→ THE TASK:
Check every line of the material for the word "records". Copy those that have it.
--- START ---
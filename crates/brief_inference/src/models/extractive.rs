use async_trait::async_trait;
use brief_core::{Error, GenerationConfig, Result, SummaryRecord, TruncationStrategy};
use chrono::Utc;
use std::collections::HashMap;
use std::fmt;
use std::ops::Range;
use std::sync::atomic::{AtomicBool, Ordering};
use std::sync::Arc;

use super::{ModelCard, PipelineFactory, PipelineOptions, SummarizationModel};
use crate::cache::{CacheEntry, ExecutableCache};

/// Offline factory backed by a registry of known checkpoints.
pub struct ExtractiveFactory {
    cards: HashMap<String, ModelCard>,
}

impl fmt::Debug for ExtractiveFactory {
    fn fmt(&self, f: &mut fmt::Formatter<'_>) -> fmt::Result {
        let mut ids: Vec<&String> = self.cards.keys().collect();
        ids.sort();
        f.debug_struct("ExtractiveFactory").field("models", &ids).finish()
    }
}

impl Default for ExtractiveFactory {
    fn default() -> Self {
        Self::empty()
            .with_card(ModelCard::new("facebook/bart-large-cnn", 12, 12))
            .with_card(ModelCard::new("sshleifer/distilbart-cnn-12-6", 12, 6))
            .with_card(ModelCard::new("facebook/bart-base", 6, 6))
            .with_card(ModelCard::new("google/pegasus-xsum", 16, 16))
    }
}

impl ExtractiveFactory {
    pub fn empty() -> Self {
        Self {
            cards: HashMap::new(),
        }
    }

    pub fn with_card(mut self, card: ModelCard) -> Self {
        self.cards.insert(card.id.clone(), card);
        self
    }

    fn resolve(&self, what: &str, id: &str) -> Result<&ModelCard> {
        self.cards.get(id).ok_or_else(|| {
            Error::Configuration(format!("cannot resolve {} `{}`: not a known checkpoint", what, id))
        })
    }
}

#[async_trait]
impl PipelineFactory for ExtractiveFactory {
    fn name(&self) -> &str {
        "extractive"
    }

    async fn create(&self, options: &PipelineOptions) -> Result<Arc<dyn SummarizationModel>> {
        options.ensure_summarization()?;
        self.resolve("model", &options.model)?;
        self.resolve("tokenizer", &options.tokenizer)?;
        let card = self.resolve("model config", &options.model_config)?;

        let hardware = options.hardware()?;
        let partition = hardware.partition(card.total_layers()?)?;
        let cache = ExecutableCache::open(hardware.executable_cache_dir()).await?;
        let cache_key = ExecutableCache::key(options);
        let compiled = cache.lookup(&cache_key).await?.is_some();

        tracing::info!(
            "Loaded {} ({} layout) across {} devices ({})",
            options.model,
            card.id,
            hardware.device_count(),
            if compiled { "executable cached" } else { "compiles on first call" }
        );

        Ok(Arc::new(ExtractiveModel {
            model: options.model.clone(),
            generation: options.generation.clone(),
            partition,
            cache,
            cache_key,
            compiled: AtomicBool::new(compiled),
        }))
    }
}

/// Lead-text summarizer: keeps the opening sentences of the document.
pub struct ExtractiveModel {
    model: String,
    generation: GenerationConfig,
    partition: Vec<Range<usize>>,
    cache: ExecutableCache,
    cache_key: String,
    compiled: AtomicBool,
}

impl fmt::Debug for ExtractiveModel {
    fn fmt(&self, f: &mut fmt::Formatter<'_>) -> fmt::Result {
        f.debug_struct("ExtractiveModel")
            .field("model", &self.model)
            .field("partition", &self.partition)
            .field("compiled", &self.is_compiled())
            .finish()
    }
}

impl ExtractiveModel {
    pub fn is_compiled(&self) -> bool {
        self.compiled.load(Ordering::Acquire)
    }

    async fn compile(&self) -> Result<()> {
        tracing::info!("Compiling {} for {} devices", self.model, self.partition.len());
        let entry = CacheEntry {
            key: self.cache_key.clone(),
            model: self.model.clone(),
            layers_per_ipu: self.partition.iter().map(|r| r.len()).collect(),
            compiled_at: Utc::now(),
        };
        self.cache.store(&entry).await?;
        self.compiled.store(true, Ordering::Release);
        Ok(())
    }

    /// Cut the input to `max_input_length` words.
    fn truncate<'a>(&self, words: &[&'a str], truncation: TruncationStrategy) -> Result<Vec<&'a str>> {
        let limit = self.generation.max_input_length;
        if words.len() <= limit {
            return Ok(words.to_vec());
        }
        if !self.generation.truncation || truncation == TruncationStrategy::DoNotTruncate {
            return Err(Error::Framework(format!(
                "input has {} tokens, more than max_input_length {}",
                words.len(),
                limit
            )));
        }
        tracing::debug!("Truncating input from {} to {} tokens", words.len(), limit);
        Ok(words[..limit].to_vec())
    }

    /// Take whole sentences while they fit in `max_length` words.
    fn extract(&self, words: &[&str]) -> String {
        let budget = self.generation.max_length;
        let mut summary: Vec<&str> = Vec::new();
        let mut sentence: Vec<&str> = Vec::new();

        for &word in words {
            sentence.push(word);
            if word.ends_with(['.', '!', '?']) {
                if summary.len() + sentence.len() > budget {
                    break;
                }
                summary.append(&mut sentence);
            }
        }
        if summary.is_empty() {
            // No complete sentence fits: fall back to the leading words.
            summary = words.iter().take(budget).copied().collect();
        }
        summary.join(" ")
    }
}

#[async_trait]
impl SummarizationModel for ExtractiveModel {
    fn name(&self) -> &str {
        &self.model
    }

    async fn summarize(&self, text: &str, truncation: TruncationStrategy) -> Result<Vec<SummaryRecord>> {
        if !self.is_compiled() {
            self.compile().await?;
        }
        let words: Vec<&str> = text.split_whitespace().collect();
        let input = self.truncate(&words, truncation)?;
        Ok(vec![SummaryRecord::new(self.extract(&input))])
    }
}

#[cfg(test)]
mod tests {
    use super::*;
    use brief_core::{HardwareConfig, PipelineConfig};

    fn options_in(dir: &std::path::Path) -> PipelineOptions {
        let config = PipelineConfig::default()
            .with_hardware(HardwareConfig::new(vec![12, 12], 0.15, dir.join("exe_cache")).unwrap());
        PipelineOptions::from_config(&config)
    }

    #[tokio::test]
    async fn test_unknown_model_is_configuration_error() {
        let dir = tempfile::tempdir().unwrap();
        let mut options = options_in(dir.path());
        options.model = "nobody/nothing".to_string();
        let err = ExtractiveFactory::default().create(&options).await.unwrap_err();
        assert!(err.is_configuration());
        assert!(err.to_string().contains("nobody/nothing"));
    }

    #[tokio::test]
    async fn test_layout_mismatch_is_configuration_error() {
        let dir = tempfile::tempdir().unwrap();
        let mut options = options_in(dir.path());
        options.model_config = "facebook/bart-base".to_string();
        let err = ExtractiveFactory::default().create(&options).await.unwrap_err();
        assert!(err.is_configuration());
    }

    #[tokio::test]
    async fn test_summarize_keeps_leading_sentences() {
        let dir = tempfile::tempdir().unwrap();
        let mut options = options_in(dir.path());
        options.generation.max_length = 9;
        let model = ExtractiveFactory::default().create(&options).await.unwrap();

        let text = "The council met on Monday. It approved the budget. Critics objected loudly afterwards.";
        let records = model.summarize(text, TruncationStrategy::OnlyFirst).await.unwrap();
        assert_eq!(records, vec![SummaryRecord::new("The council met on Monday. It approved the budget.")]);
    }

    #[tokio::test]
    async fn test_summarize_without_sentence_end() {
        let dir = tempfile::tempdir().unwrap();
        let mut options = options_in(dir.path());
        options.generation.max_length = 3;
        let model = ExtractiveFactory::default().create(&options).await.unwrap();

        let records = model.summarize("one two three four five", TruncationStrategy::OnlyFirst).await.unwrap();
        assert_eq!(records[0].summary_text, "one two three");

        let records = model.summarize("", TruncationStrategy::OnlyFirst).await.unwrap();
        assert_eq!(records[0].summary_text, "");
    }

    #[tokio::test]
    async fn test_long_input_is_truncated_unless_disabled() {
        let dir = tempfile::tempdir().unwrap();
        let mut options = options_in(dir.path());
        options.generation.max_input_length = 5;
        let model = ExtractiveFactory::default().create(&options).await.unwrap();

        let text = "alpha beta gamma delta epsilon zeta eta theta";
        let records = model.summarize(text, TruncationStrategy::OnlyFirst).await.unwrap();
        assert_eq!(records[0].summary_text, "alpha beta gamma delta epsilon");

        let err = model.summarize(text, TruncationStrategy::DoNotTruncate).await.unwrap_err();
        assert_eq!(err.kind(), brief_core::ErrorKind::Framework);
    }

    #[tokio::test]
    async fn test_model_is_named_after_checkpoint_not_architecture() {
        let dir = tempfile::tempdir().unwrap();
        let mut options = options_in(dir.path());
        options.model = "sshleifer/distilbart-cnn-12-6".to_string();
        let model = ExtractiveFactory::default().create(&options).await.unwrap();
        assert_eq!(model.name(), "sshleifer/distilbart-cnn-12-6");

        model.summarize("Just compile", TruncationStrategy::OnlyFirst).await.unwrap();
        let cache = ExecutableCache::open(dir.path().join("exe_cache")).await.unwrap();
        let entry = cache.lookup(&ExecutableCache::key(&options)).await.unwrap().unwrap();
        assert_eq!(entry.model, "sshleifer/distilbart-cnn-12-6");
    }

    #[tokio::test]
    async fn test_compilation_is_cached_across_loads() {
        let dir = tempfile::tempdir().unwrap();
        let options = options_in(dir.path());
        let factory = ExtractiveFactory::default();

        let model = factory.create(&options).await.unwrap();
        model.summarize("Just compile", TruncationStrategy::OnlyFirst).await.unwrap();
        let cache = ExecutableCache::open(dir.path().join("exe_cache")).await.unwrap();
        let entry = cache.lookup(&ExecutableCache::key(&options)).await.unwrap().unwrap();
        assert_eq!(entry.model, "facebook/bart-large-cnn");
        assert_eq!(entry.layers_per_ipu, vec![12, 12]);

        // A second load in the same cache dir starts out compiled.
        let reloaded = ExtractiveFactory::default().create(&options).await.unwrap();
        assert!(format!("{:?}", reloaded).contains("compiled: true"));
    }
}
pub mod config;
pub mod error;
pub mod hardware;
pub mod types;

pub use config::{GenerationConfig, PipelineConfig};
pub use error::{Error, ErrorKind, Result};
pub use hardware::HardwareConfig;
pub use types::{Request, Response, SummaryRecord, TruncationStrategy};

pub mod prelude {
    pub use crate::{
        Error, GenerationConfig, HardwareConfig, PipelineConfig, Request, Response, Result,
        SummaryRecord, TruncationStrategy,
    };
}
use serde::{Deserialize, Serialize};
use serde_json::Value;
use std::fmt;

use crate::{Error, Result};

/// Key a request must carry the input document under.
pub const DOCUMENTS_KEY: &str = "documents";

/// An incoming summarization request.
///
/// Kept as raw JSON so that a missing or mistyped `documents` field is
/// reported as [`Error::InvalidInput`] at call time instead of failing
/// somewhere in deserialization.
#[derive(Debug, Clone, PartialEq, Serialize, Deserialize)]
#[serde(transparent)]
pub struct Request(Value);

impl Request {
    pub fn new(documents: impl Into<String>) -> Self {
        let mut map = serde_json::Map::new();
        map.insert(DOCUMENTS_KEY.to_string(), Value::String(documents.into()));
        Self(Value::Object(map))
    }

    /// Extract the document text.
    pub fn documents(&self) -> Result<&str> {
        let map = self.0.as_object().ok_or_else(|| {
            Error::InvalidInput(format!("request must be a JSON object, got {}", json_type(&self.0)))
        })?;

        match map.get(DOCUMENTS_KEY) {
            Some(Value::String(text)) => Ok(text),
            Some(other) => Err(Error::InvalidInput(format!(
                "`{}` must be a string, got {}",
                DOCUMENTS_KEY,
                json_type(other)
            ))),
            None => Err(Error::InvalidInput(format!("missing key `{}`", DOCUMENTS_KEY))),
        }
    }
}

impl From<Value> for Request {
    fn from(value: Value) -> Self {
        Self(value)
    }
}

impl From<&str> for Request {
    fn from(documents: &str) -> Self {
        Self::new(documents)
    }
}

fn json_type(value: &Value) -> &'static str {
    match value {
        Value::Null => "null",
        Value::Bool(_) => "a boolean",
        Value::Number(_) => "a number",
        Value::String(_) => "a string",
        Value::Array(_) => "an array",
        Value::Object(_) => "an object",
    }
}

/// One result record produced by a summarization backend.
#[derive(Debug, Clone, PartialEq, Eq, Serialize, Deserialize)]
pub struct SummaryRecord {
    pub summary_text: String,
}

impl SummaryRecord {
    pub fn new(summary_text: impl Into<String>) -> Self {
        Self {
            summary_text: summary_text.into(),
        }
    }
}

/// The response contract: a single `summary` key holding the backend's records.
#[derive(Debug, Clone, PartialEq, Eq, Serialize, Deserialize)]
#[serde(deny_unknown_fields)]
pub struct Response {
    pub summary: Vec<SummaryRecord>,
}

impl Response {
    pub fn new(summary: Vec<SummaryRecord>) -> Self {
        Self { summary }
    }

    pub fn to_value(&self) -> Result<Value> {
        Ok(serde_json::to_value(self)?)
    }
}

/// How an over-long input is cut down before it reaches the model.
#[derive(Debug, Clone, Copy, PartialEq, Eq, Serialize, Deserialize)]
#[serde(rename_all = "snake_case")]
pub enum TruncationStrategy {
    /// Truncate the first sequence only. With a single document this keeps its head.
    OnlyFirst,
    LongestFirst,
    DoNotTruncate,
}

impl TruncationStrategy {
    pub fn as_str(&self) -> &'static str {
        match self {
            Self::OnlyFirst => "only_first",
            Self::LongestFirst => "longest_first",
            Self::DoNotTruncate => "do_not_truncate",
        }
    }
}

impl fmt::Display for TruncationStrategy {
    fn fmt(&self, f: &mut fmt::Formatter<'_>) -> fmt::Result {
        f.write_str(self.as_str())
    }
}
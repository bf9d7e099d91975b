pub mod cache;
pub mod models;
pub mod pipeline;

pub use models::{create_factory, BackendKind, PipelineFactory, PipelineOptions, SummarizationModel};
pub use pipeline::{Pipeline, PipelineState, WARM_UP_DOCUMENT};

pub mod prelude {
    pub use super::models::{create_factory, BackendKind, RemoteConfig};
    pub use super::pipeline::{Pipeline, PipelineState};
    pub use brief_core::{Error, PipelineConfig, Request, Response, Result};
}
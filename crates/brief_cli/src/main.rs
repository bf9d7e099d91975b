use brief_core::{PipelineConfig, Request, Result};
use brief_inference::models::RemoteConfig;
use brief_inference::{create_factory, BackendKind, Pipeline};
use clap::Parser;
use std::path::{Path, PathBuf};
use tokio::io::AsyncReadExt;
use tracing::info;
use tracing_subscriber::EnvFilter;

#[derive(Parser, Debug)]
#[command(author, version, about = "Summarize documents with a warmed-up pipeline", long_about = None)]
pub struct Cli {
    /// JSON pipeline configuration; missing fields take the built-in defaults
    #[arg(long, global = true)]
    config: Option<PathBuf>,
    #[arg(long, global = true, default_value = "extractive", help = "Backend to run the model on. Available backends: extractive (default), remote")]
    backend: BackendKind,
    /// Checkpoint used for model, tokenizer and architecture config
    #[arg(long, global = true)]
    model: Option<String>,
    #[arg(long, global = true, env = "BRIEF_ENDPOINT")]
    endpoint: Option<String>,
    #[arg(long, global = true, env = "BRIEF_HUB_URL")]
    hub_url: Option<String>,
    #[arg(long, global = true, env = "BRIEF_API_TOKEN", hide_env_values = true)]
    api_token: Option<String>,
    /// Do not compile before the first request
    #[arg(long, global = true)]
    skip_warm_up: bool,
    #[command(subcommand)]
    command: Commands,
}

#[derive(clap::Subcommand, Debug)]
enum Commands {
    /// Summarize a document and print the JSON response
    Summarize {
        /// Read the document from this file instead of stdin
        #[arg(long)]
        file: Option<PathBuf>,
    },
    /// Compile the model into the executable cache and exit
    WarmUp,
    /// Print the effective configuration
    Config,
}

fn load_config(cli: &Cli) -> Result<PipelineConfig> {
    let mut config = match &cli.config {
        Some(path) => PipelineConfig::from_file(path)?,
        None => PipelineConfig::default(),
    };
    if let Some(model) = &cli.model {
        config = config.with_model(model.clone());
    }
    config.validate()?;
    Ok(config)
}

fn remote_config(cli: &Cli) -> RemoteConfig {
    let defaults = RemoteConfig::default();
    RemoteConfig {
        endpoint: cli.endpoint.clone().unwrap_or(defaults.endpoint),
        hub_url: cli.hub_url.clone().unwrap_or(defaults.hub_url),
        api_token: cli.api_token.clone(),
    }
}

async fn read_document(file: Option<&Path>) -> Result<String> {
    match file {
        Some(path) => Ok(tokio::fs::read_to_string(path).await?),
        None => {
            let mut document = String::new();
            tokio::io::stdin().read_to_string(&mut document).await?;
            Ok(document)
        }
    }
}

#[tokio::main]
async fn main() -> Result<()> {
    tracing_subscriber::fmt()
        .with_env_filter(EnvFilter::try_from_default_env().unwrap_or_else(|_| EnvFilter::new("info")))
        .with_writer(std::io::stderr)
        .init();
    let cli = Cli::parse();
    let config = load_config(&cli)?;

    if let Commands::Config = cli.command {
        println!("{}", serde_json::to_string_pretty(&config)?);
        return Ok(());
    }

    let factory = create_factory(cli.backend, Some(remote_config(&cli)))?;
    let mut pipeline = Pipeline::new(factory.as_ref(), config).await?;

    if !cli.skip_warm_up || matches!(cli.command, Commands::WarmUp) {
        pipeline.warm_up().await?;
        info!("✨ {} compiled and ready", pipeline.model_name());
    }

    if let Commands::Summarize { file } = &cli.command {
        let document = read_document(file.as_deref()).await?;
        let response = pipeline.call(&Request::new(document)).await?;
        println!("{}", serde_json::to_string_pretty(&response)?);
    }

    Ok(())
}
--- END ---
→ WRITTEN ANSWER:
        let records = model.summarize(text, TruncationStrategy::OnlyFirst).await.unwrap();
        assert_eq!(records, vec![SummaryRecord::new("The council met on Monday. It approved the budget.")]);
        let records = model.summarize("one two three four five", TruncationStrategy::OnlyFirst).await.unwrap();
        assert_eq!(records[0].summary_text, "one two three");
        let records = model.summarize("", TruncationStrategy::OnlyFirst).await.unwrap();
        assert_eq!(records[0].summary_text, "");
        let records = model.summarize(text, TruncationStrategy::OnlyFirst).await.unwrap();
        assert_eq!(records[0].summary_text, "alpha beta gamma delta epsilon");
/// The response contract: a single `summary` key holding the backend's records.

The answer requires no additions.